It is notable that in the above examples, the microchannel height was below 100 μm. Moving to larger channel heights (and cross-sections) is a straightforward strategy for increasing the volumetric throughput, yet challenging in ICP-based systems. This challenge stems from two scenarios that decrease the preconcentration efficiency: (i) in most work, the ion-permselective structure is a planar nanoporous membrane, and therefore the IDZ is not distributed across the entire channel cross-section, leading to “leaking” of focused analytes over the IDZ, (ii) steep electric field and concentration gradients at the boundary of the IDZ lead to strong electroconvective vortices, which results in unwanted re-mixing of focused analytes and the disruption of the boundary of the IDZ.

Approaches with varying degrees of sophistication and design have been developed to overcome these problems. MacDonald et al. used an “out-of-plane” nanoporous membrane, oriented vertically within the channel wall.

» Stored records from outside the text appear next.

//! Global shortcut registration for the emergency escape.

use std::sync::Arc;
use std::time::Duration;
use tauri::AppHandle;
use tauri_plugin_global_shortcut::{GlobalShortcutExt, Shortcut, ShortcutState};

use crate::config::ESCAPE_HARD_EXIT_MS;
use crate::core::escape::{HotkeyBackend, Terminate};
use crate::shared::error::{AppError, AppResult};

pub struct GlobalShortcutBackend<'a> {
    app: &'a AppHandle,
}

impl<'a> GlobalShortcutBackend<'a> {
    pub fn new(app: &'a AppHandle) -> Self {
        Self { app }
    }
}

impl HotkeyBackend for GlobalShortcutBackend<'_> {
    fn register(&mut self, accelerator: &str, on_press: Terminate) -> AppResult<()> {
        let shortcut: Shortcut = accelerator
            .parse()
            .map_err(|e| AppError::Hotkey(format!("Invalid shortcut '{}': {}", accelerator, e)))?;

        // Stale registration from a crashed run would make on_shortcut fail
        if let Err(e) = self.app.global_shortcut().unregister(shortcut) {
            log::debug!("[Escape] Nothing to unregister for {}: {}", accelerator, e);
        }

        self.app
            .global_shortcut()
            .on_shortcut(shortcut, move |_app, _shortcut, event| {
                // Only trigger on KeyPress, ignore KeyRelease
                if event.state() == ShortcutState::Pressed {
                    on_press();
                }
            })
            .map_err(|e| AppError::Hotkey(e.to_string()))
    }
}

/// Ask the event loop to exit, with a hard process exit if that stalls.
pub fn escape_terminator(app: AppHandle) -> Terminate {
    Arc::new(move || {
        log::warn!("[Escape] Emergency escape pressed, terminating");
        std::thread::spawn(|| {
            std::thread::sleep(Duration::from_millis(ESCAPE_HARD_EXIT_MS));
            log::error!("[Escape] Graceful exit timed out, forcing process exit");
            std::process::exit(0);
        });
        app.exit(0);
    })
}
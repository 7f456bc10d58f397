pub mod hotkeys;
pub mod store;
pub mod tray;
pub mod window;
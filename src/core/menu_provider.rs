//! Role → menu items mapping consumed by the popup menu.

use async_trait::async_trait;
use std::collections::BTreeMap;

use crate::shared::error::AppResult;
use crate::shared::settings::MenuSettings;
use crate::shared::types::MenuItem;

#[async_trait]
pub trait MenuProvider: Send + Sync {
    async fn menu_items(&self, role: &str) -> AppResult<Vec<MenuItem>>;
}

/// Menu content taken from the user settings.
pub struct SettingsMenuProvider {
    roles: BTreeMap<String, Vec<MenuItem>>,
}

impl SettingsMenuProvider {
    pub fn new(menus: &MenuSettings) -> Self {
        Self {
            roles: menus.roles.clone(),
        }
    }
}

#[async_trait]
impl MenuProvider for SettingsMenuProvider {
    async fn menu_items(&self, role: &str) -> AppResult<Vec<MenuItem>> {
        match self.roles.get(role) {
            Some(items) => Ok(items.clone()),
            None => {
                log::warn!("[Menu] No menu items configured for role '{}'", role);
                Ok(Vec::new())
            }
        }
    }
}

#[cfg(test)]
mod tests {
    use super::*;

    #[tokio::test]
    async fn items_follow_role() {
        let provider = SettingsMenuProvider::new(&MenuSettings::default());

        let member = provider.menu_items("member").await.unwrap();
        assert_eq!(member[0].route, "/tasks");
        assert!(!member.iter().any(|i| i.id == "reports"));

        let admin = provider.menu_items("admin").await.unwrap();
        assert!(admin.iter().any(|i| i.id == "reports"));

        assert!(provider.menu_items("guest").await.unwrap().is_empty());
    }
}
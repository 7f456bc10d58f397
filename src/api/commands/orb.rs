//! Pointer input from the collapsed orb.

use tauri::State;

use crate::core::control::ControlHandle;
use crate::shared::error::AppResult;
use crate::shared::types::PointerSample;

/// Returns `true` when the press landed on the orb.
#[tauri::command]
pub async fn orb_pointer_down(control: State<'_, ControlHandle>, sample: PointerSample) -> AppResult<bool> {
    control.pointer_down(sample).await
}

#[tauri::command]
pub async fn orb_pointer_move(control: State<'_, ControlHandle>, sample: PointerSample) -> AppResult<()> {
    control.pointer_move(sample).await
}

#[tauri::command]
pub async fn orb_pointer_up(control: State<'_, ControlHandle>, sample: PointerSample) -> AppResult<()> {
    control.pointer_up(sample).await
}

#[tauri::command]
pub async fn orb_hover(control: State<'_, ControlHandle>, inside: bool) -> AppResult<()> {
    control.hover(inside).await
}
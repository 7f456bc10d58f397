//! Window placement persisted through tauri-plugin-store.

use serde::de::DeserializeOwned;
use std::sync::Arc;
use tauri::{AppHandle, Wry};
use tauri_plugin_store::{Store, StoreExt};

use crate::core::persistence::{
    PersistedWindowState, WindowStateStore, SECONDARY_BOUNDS_KEY, WIDGET_POSITION_KEY,
};
use crate::shared::error::AppResult;
use crate::shared::types::{Bounds, Point};

pub const WINDOW_STATE_FILE: &str = "window-state.json";

pub struct PluginWindowStore {
    store: Arc<Store<Wry>>,
}

impl PluginWindowStore {
    pub fn open(app: &AppHandle) -> AppResult<Self> {
        let store = app.store(WINDOW_STATE_FILE)?;
        Ok(Self { store })
    }

    fn read<T: DeserializeOwned>(&self, key: &str) -> Option<T> {
        let value = self.store.get(key)?;
        match serde_json::from_value(value) {
            Ok(parsed) => Some(parsed),
            Err(e) => {
                log::warn!("[Store] Ignoring malformed '{}': {}", key, e);
                None
            }
        }
    }
}

impl WindowStateStore for PluginWindowStore {
    fn load(&self) -> PersistedWindowState {
        PersistedWindowState {
            widget_position: self.read(WIDGET_POSITION_KEY),
            secondary_bounds: self.read(SECONDARY_BOUNDS_KEY),
        }
    }

    fn save_widget_position(&mut self, position: Point) -> AppResult<()> {
        self.store.set(WIDGET_POSITION_KEY, serde_json::to_value(position)?);
        Ok(())
    }

    fn save_secondary_bounds(&mut self, bounds: Bounds) -> AppResult<()> {
        self.store.set(SECONDARY_BOUNDS_KEY, serde_json::to_value(bounds)?);
        Ok(())
    }

    fn flush(&mut self) -> AppResult<()> {
        self.store.save()?;
        Ok(())
    }
}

They were able to generate a stable IDZ boundary that spanned over the entire channel height at flow rates up to 20 μL min⁻¹ with an applied voltage of just 20 V.³² To mitigate the fluidic instability arising from electroconvective vortices, Kim and co-workers incorporated PDMS microfins next to the nanoporous membrane.³³ These micro fins, which were spaced 100 μm from each other across the entire width of the microchannel, acted as geometrical constrictions that minimized merging of primary vortices into larger secondary vortices. Thus, a stable preconcentrated plug and a uniform IDZ boundary were maintained. In addition, the micro fins facilitated the surface conduction of cations through the IDZ towards the nanoporous membrane to circumvent slow bulk transport, thereby supporting overlimiting current without the need for electroconvective mixing. In another work from the same group, it was shown that surface conduction can be augmented by protruding the nanoporous membrane further into the nanochannel to create an alternate path for the ionic current.³⁴ Other strategies to minimize vortex flow are to decrease the current density at the permselective membrane by increasing its surface area, and minimizing the size and the lateral motion of vortices using microstructured membranes.^35,36

Inspired by the above work, our group introduced out-of-plane fICP as a means of improving volumetric throughput in fICPF.³⁷ The device comprised two microbead beds: (i) a silver bead bed that acted as a 3D flow-through electrode to generate an IDZ distributed across the entire channel cross-section, thus minimizing the “leaking” of the focused analyte plug, (ii) a polystyrene carboxylate bead bed that aided in stable focusing of analytes by geometrically obstructing the growth of smaller vortices into larger ones.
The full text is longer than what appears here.